Task to carry out
A word-for-word repetition of the records beneath this task is the expected answer.
:: Material shown
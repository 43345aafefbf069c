//! CLI entrypoint for turnstile
//!
//! This is the main binary that wires together all layers using
//! dependency injection.

use anyhow::{Context, Result, anyhow, bail};
use clap::Parser;
use std::fs::OpenOptions;
use std::path::Path;
use std::sync::Arc;
use tracing::{info, warn};
use tracing_appender::non_blocking::WorkerGuard;
use tracing_subscriber::EnvFilter;
use turnstile_application::{
    GenerationSource, SessionController, SessionRegistry, SingleShot, Transport,
};
use turnstile_domain::UserId;
use turnstile_infrastructure::{
    ConfigLoader, InMemoryDialogStore, JsonlConversationLogger, OpenAiGenerationSource,
};
use turnstile_presentation::{ChatRepl, Cli, ConsoleTransport};

#[tokio::main]
async fn main() -> Result<()> {
    let cli = Cli::parse();

    if cli.show_config {
        ConfigLoader::print_config_sources(cli.config.as_deref());
        return Ok(());
    }

    let config = if cli.no_config {
        ConfigLoader::load_defaults()
    } else {
        ConfigLoader::load(cli.config.as_ref())
            .map_err(|e| anyhow!("Failed to load configuration: {}", e))?
    };

    let log_file = cli.log_file.as_ref().or(config.logging.log_file.as_ref());
    let _log_guard = init_logging(cli.verbose, log_file.map(|p| p.as_path()))?;

    info!("Starting turnstile");

    let issues = config.validate();
    for issue in &issues {
        warn!("{}", issue);
    }
    if issues.iter().any(|i| i.is_error()) {
        bail!(
            "Invalid configuration:\n{}",
            issues
                .iter()
                .filter(|i| i.is_error())
                .map(|i| format!("  {}", i))
                .collect::<Vec<_>>()
                .join("\n")
        );
    }

    if cli.no_color {
        colored::control::set_override(false);
    }

    let mut session = config.to_session_config();
    if let Some(model) = &cli.model {
        session = session.with_default_model(model.clone());
    }

    // === Dependency Injection ===
    let backend = OpenAiGenerationSource::from_config(&config.generation)
        .context("Failed to create the generation client")?;
    let streaming = config.session.enable_streaming && !cli.no_stream;
    let source: Arc<dyn GenerationSource> = if streaming {
        Arc::new(backend)
    } else {
        Arc::new(SingleShot(backend))
    };

    let console = ConsoleTransport::stdout();
    let transport: Arc<dyn Transport> = if cli.no_color {
        Arc::new(console.without_color())
    } else {
        Arc::new(console)
    };

    let mut controller = SessionController::new(
        Arc::new(SessionRegistry::new()),
        transport.clone(),
        Arc::new(InMemoryDialogStore::new()),
        source,
        session,
    );

    let conversation_log = cli
        .conversation_log
        .as_ref()
        .or(config.logging.conversation_log.as_ref());
    if let Some(path) = conversation_log {
        match JsonlConversationLogger::new(path) {
            Some(logger) => {
                info!("Conversation log: {}", logger.path().display());
                controller = controller.with_conversation_logger(Arc::new(logger));
            }
            None => warn!("Conversation logging disabled"),
        }
    }

    let user: UserId = cli.user.parse().context("Invalid --user")?;
    if let Some(mode) = &cli.mode {
        controller
            .switch_chat_mode(&user, mode)
            .await
            .with_context(|| format!("Cannot switch to chat mode '{}'", mode))?;
    }

    info!(user = %user, streaming, "Chat session ready");
    ChatRepl::new(controller, transport, user).run().await?;

    Ok(())
}

/// Initialize logging based on verbosity level.
///
/// Logs go to stderr, or to `log_file` when given. The returned guard must
/// live until exit so buffered file output is flushed.
fn init_logging(verbose: u8, log_file: Option<&Path>) -> Result<Option<WorkerGuard>> {
    let filter = match verbose {
        0 => EnvFilter::new("warn"),
        1 => EnvFilter::new("info"),
        2 => EnvFilter::new("debug"),
        _ => EnvFilter::new("trace"), // -vvv or more
    };

    match log_file {
        Some(path) => {
            let file = OpenOptions::new()
                .create(true)
                .append(true)
                .open(path)
                .with_context(|| format!("Cannot open log file {}", path.display()))?;
            let (writer, guard) = tracing_appender::non_blocking(file);
            tracing_subscriber::fmt()
                .with_env_filter(filter)
                .with_target(false)
                .with_ansi(false)
                .with_writer(writer)
                .init();
            Ok(Some(guard))
        }
        None => {
            tracing_subscriber::fmt()
                .with_env_filter(filter)
                .with_target(false)
                .with_writer(std::io::stderr)
                .init();
            Ok(None)
        }
    }
}
//! Dialog domain entities

use chrono::{DateTime, Utc};
use serde::{Deserialize, Serialize};
use std::fmt;
use std::time::Duration;

/// Identifier of one dialog (a run of turns between two resets)
#[derive(Debug, Clone, PartialEq, Eq, Hash, Serialize, Deserialize)]
#[serde(transparent)]
pub struct DialogId(String);

impl DialogId {
    pub fn new(id: impl Into<String>) -> Self {
        Self(id.into())
    }

    pub fn as_str(&self) -> &str {
        &self.0
    }
}

impl fmt::Display for DialogId {
    fn fmt(&self, f: &mut fmt::Formatter<'_>) -> fmt::Result {
        f.write_str(&self.0)
    }
}

/// One completed exchange: the user's message and the bot's final answer
#[derive(Debug, Clone, PartialEq, Eq, Serialize, Deserialize)]
pub struct DialogTurn {
    pub user: String,
    pub bot: String,
}

impl DialogTurn {
    pub fn new(user: impl Into<String>, bot: impl Into<String>) -> Self {
        Self {
            user: user.into(),
            bot: bot.into(),
        }
    }
}

/// Snapshot of the per-user attributes a turn reads before generating
///
/// Every field is optional: a freshly seen user has no stored mode or
/// model yet, and that is a normal state rather than a storage error.
#[derive(Debug, Clone, Default, PartialEq, Eq)]
pub struct UserAttributes {
    pub current_chat_mode: Option<String>,
    pub current_model: Option<String>,
    pub current_dialog_id: Option<DialogId>,
    pub last_interaction: Option<DateTime<Utc>>,
}

impl UserAttributes {
    /// Whether the user has been idle for strictly longer than `timeout`.
    ///
    /// A user without a recorded interaction is never considered idle, and
    /// neither is one whose last interaction lies in the future.
    pub fn idle_longer_than(&self, timeout: Duration, now: DateTime<Utc>) -> bool {
        self.last_interaction
            .and_then(|last| now.signed_duration_since(last).to_std().ok())
            .is_some_and(|elapsed| elapsed > timeout)
    }
}

#[cfg(test)]
mod tests {
    use super::*;
    use chrono::TimeDelta;

    #[test]
    fn idle_check_is_strict() {
        let now = Utc::now();
        let attrs = UserAttributes {
            last_interaction: Some(now - TimeDelta::seconds(60)),
            ..Default::default()
        };
        assert!(attrs.idle_longer_than(Duration::from_secs(59), now));
        assert!(!attrs.idle_longer_than(Duration::from_secs(60), now));
    }

    #[test]
    fn idle_check_counts_whole_days() {
        let now = Utc::now();
        let attrs = UserAttributes {
            last_interaction: Some(now - TimeDelta::days(2) + TimeDelta::seconds(5)),
            ..Default::default()
        };
        assert!(attrs.idle_longer_than(Duration::from_secs(600), now));
    }

    #[test]
    fn future_or_unknown_last_interaction_is_not_idle() {
        let now = Utc::now();
        assert!(!UserAttributes::default().idle_longer_than(Duration::ZERO, now));
        let attrs = UserAttributes {
            last_interaction: Some(now + TimeDelta::seconds(30)),
            ..Default::default()
        };
        assert!(!attrs.idle_longer_than(Duration::ZERO, now));
    }
}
::::
Response below
repository 43345aafefbf069c
//! CLI entrypoint for turnstile
//!
//! This is the main binary that wires together all layers using
//! dependency injection.

use anyhow::{Context, Result, anyhow, bail};
use clap::Parser;
use std::fs::OpenOptions;
use std::path::Path;
use std::sync::Arc;
use tracing::{info, warn};
use tracing_appender::non_blocking::WorkerGuard;
use tracing_subscriber::EnvFilter;
use turnstile_application::{
    GenerationSource, SessionController, SessionRegistry, SingleShot, Transport,
};
use turnstile_domain::UserId;
use turnstile_infrastructure::{
    ConfigLoader, InMemoryDialogStore, JsonlConversationLogger, OpenAiGenerationSource,
};
use turnstile_presentation::{ChatRepl, Cli, ConsoleTransport};

#[tokio::main]
async fn main() -> Result<()> {
    let cli = Cli::parse();

    if cli.show_config {
        ConfigLoader::print_config_sources(cli.config.as_deref());
        return Ok(());
    }

    let config = if cli.no_config {
        ConfigLoader::load_defaults()
    } else {
        ConfigLoader::load(cli.config.as_ref())
            .map_err(|e| anyhow!("Failed to load configuration: {}", e))?
    };

    let log_file = cli.log_file.as_ref().or(config.logging.log_file.as_ref());
    let _log_guard = init_logging(cli.verbose, log_file.map(|p| p.as_path()))?;

    info!("Starting turnstile");

    let issues = config.validate();
    for issue in &issues {
        warn!("{}", issue);
    }
    if issues.iter().any(|i| i.is_error()) {
        bail!(
            "Invalid configuration:\n{}",
            issues
                .iter()
                .filter(|i| i.is_error())
                .map(|i| format!("  {}", i))
                .collect::<Vec<_>>()
                .join("\n")
        );
    }

    if cli.no_color {
        colored::control::set_override(false);
    }

    let mut session = config.to_session_config();
    if let Some(model) = &cli.model {
        session = session.with_default_model(model.clone());
    }

    // === Dependency Injection ===
    let backend = OpenAiGenerationSource::from_config(&config.generation)
        .context("Failed to create the generation client")?;
    let streaming = config.session.enable_streaming && !cli.no_stream;
    let source: Arc<dyn GenerationSource> = if streaming {
        Arc::new(backend)
    } else {
        Arc::new(SingleShot(backend))
    };

    let console = ConsoleTransport::stdout();
    let transport: Arc<dyn Transport> = if cli.no_color {
        Arc::new(console.without_color())
    } else {
        Arc::new(console)
    };

    let mut controller = SessionController::new(
        Arc::new(SessionRegistry::new()),
        transport.clone(),
        Arc::new(InMemoryDialogStore::new()),
        source,
        session,
    );

    let conversation_log = cli
        .conversation_log
        .as_ref()
        .or(config.logging.conversation_log.as_ref());
    if let Some(path) = conversation_log {
        match JsonlConversationLogger::new(path) {
            Some(logger) => {
                info!("Conversation log: {}", logger.path().display());
                controller = controller.with_conversation_logger(Arc::new(logger));
            }
            None => warn!("Conversation logging disabled"),
        }
    }

    let user: UserId = cli.user.parse().context("Invalid --user")?;
    if let Some(mode) = &cli.mode {
        controller
            .switch_chat_mode(&user, mode)
            .await
            .with_context(|| format!("Cannot switch to chat mode '{}'", mode))?;
    }

    info!(user = %user, streaming, "Chat session ready");
    ChatRepl::new(controller, transport, user).run().await?;

    Ok(())
}

/// Initialize logging based on verbosity level.
///
/// Logs go to stderr, or to `log_file` when given. The returned guard must
/// live until exit so buffered file output is flushed.
fn init_logging(verbose: u8, log_file: Option<&Path>) -> Result<Option<WorkerGuard>> {
    let filter = match verbose {
        0 => EnvFilter::new("warn"),
        1 => EnvFilter::new("info"),
        2 => EnvFilter::new("debug"),
        _ => EnvFilter::new("trace"), // -vvv or more
    };

    match log_file {
        Some(path) => {
            let file = OpenOptions::new()
                .create(true)
                .append(true)
                .open(path)
                .with_context(|| format!("Cannot open log file {}", path.display()))?;
            let (writer, guard) = tracing_appender::non_blocking(file);
            tracing_subscriber::fmt()
                .with_env_filter(filter)
                .with_target(false)
                .with_ansi(false)
                .with_writer(writer)
                .init();
            Ok(Some(guard))
        }
        None => {
            tracing_subscriber::fmt()
                .with_env_filter(filter)
                .with_target(false)
                .with_writer(std::io::stderr)
                .init();
            Ok(None)
        }
    }
}
//! Dialog domain entities

use chrono::{DateTime, Utc};
use serde::{Deserialize, Serialize};
use std::fmt;
use std::time::Duration;

/// Identifier of one dialog (a run of turns between two resets)
#[derive(Debug, Clone, PartialEq, Eq, Hash, Serialize, Deserialize)]
#[serde(transparent)]
pub struct DialogId(String);

impl DialogId {
    pub fn new(id: impl Into<String>) -> Self {
        Self(id.into())
    }

    pub fn as_str(&self) -> &str {
        &self.0
    }
}

impl fmt::Display for DialogId {
    fn fmt(&self, f: &mut fmt::Formatter<'_>) -> fmt::Result {
        f.write_str(&self.0)
    }
}

/// One completed exchange: the user's message and the bot's final answer
#[derive(Debug, Clone, PartialEq, Eq, Serialize, Deserialize)]
pub struct DialogTurn {
    pub user: String,
    pub bot: String,
}

impl DialogTurn {
    pub fn new(user: impl Into<String>, bot: impl Into<String>) -> Self {
        Self {
            user: user.into(),
            bot: bot.into(),
        }
    }
}

/// Snapshot of the per-user attributes a turn reads before generating
///
/// Every field is optional: a freshly seen user has no stored mode or
/// model yet, and that is a normal state rather than a storage error.
#[derive(Debug, Clone, Default, PartialEq, Eq)]
pub struct UserAttributes {
    pub current_chat_mode: Option<String>,
    pub current_model: Option<String>,
    pub current_dialog_id: Option<DialogId>,
    pub last_interaction: Option<DateTime<Utc>>,
}

impl UserAttributes {
    /// Whether the user has been idle for strictly longer than `timeout`.
    ///
    /// A user without a recorded interaction is never considered idle, and
    /// neither is one whose last interaction lies in the future.
    pub fn idle_longer_than(&self, timeout: Duration, now: DateTime<Utc>) -> bool {
        self.last_interaction
            .and_then(|last| now.signed_duration_since(last).to_std().ok())
            .is_some_and(|elapsed| elapsed > timeout)
    }
}

#[cfg(test)]
mod tests {
    use super::*;
    use chrono::TimeDelta;

    #[test]
    fn idle_check_is_strict() {
        let now = Utc::now();
        let attrs = UserAttributes {
            last_interaction: Some(now - TimeDelta::seconds(60)),
            ..Default::default()
        };
        assert!(attrs.idle_longer_than(Duration::from_secs(59), now));
        assert!(!attrs.idle_longer_than(Duration::from_secs(60), now));
    }

    #[test]
    fn idle_check_counts_whole_days() {
        let now = Utc::now();
        let attrs = UserAttributes {
            last_interaction: Some(now - TimeDelta::days(2) + TimeDelta::seconds(5)),
            ..Default::default()
        };
        assert!(attrs.idle_longer_than(Duration::from_secs(600), now));
    }

    #[test]
    fn future_or_unknown_last_interaction_is_not_idle() {
        let now = Utc::now();
        assert!(!UserAttributes::default().idle_longer_than(Duration::ZERO, now));
        let attrs = UserAttributes {
            last_interaction: Some(now + TimeDelta::seconds(30)),
            ..Default::default()
        };
        assert!(!attrs.idle_longer_than(Duration::ZERO, now));
    }
}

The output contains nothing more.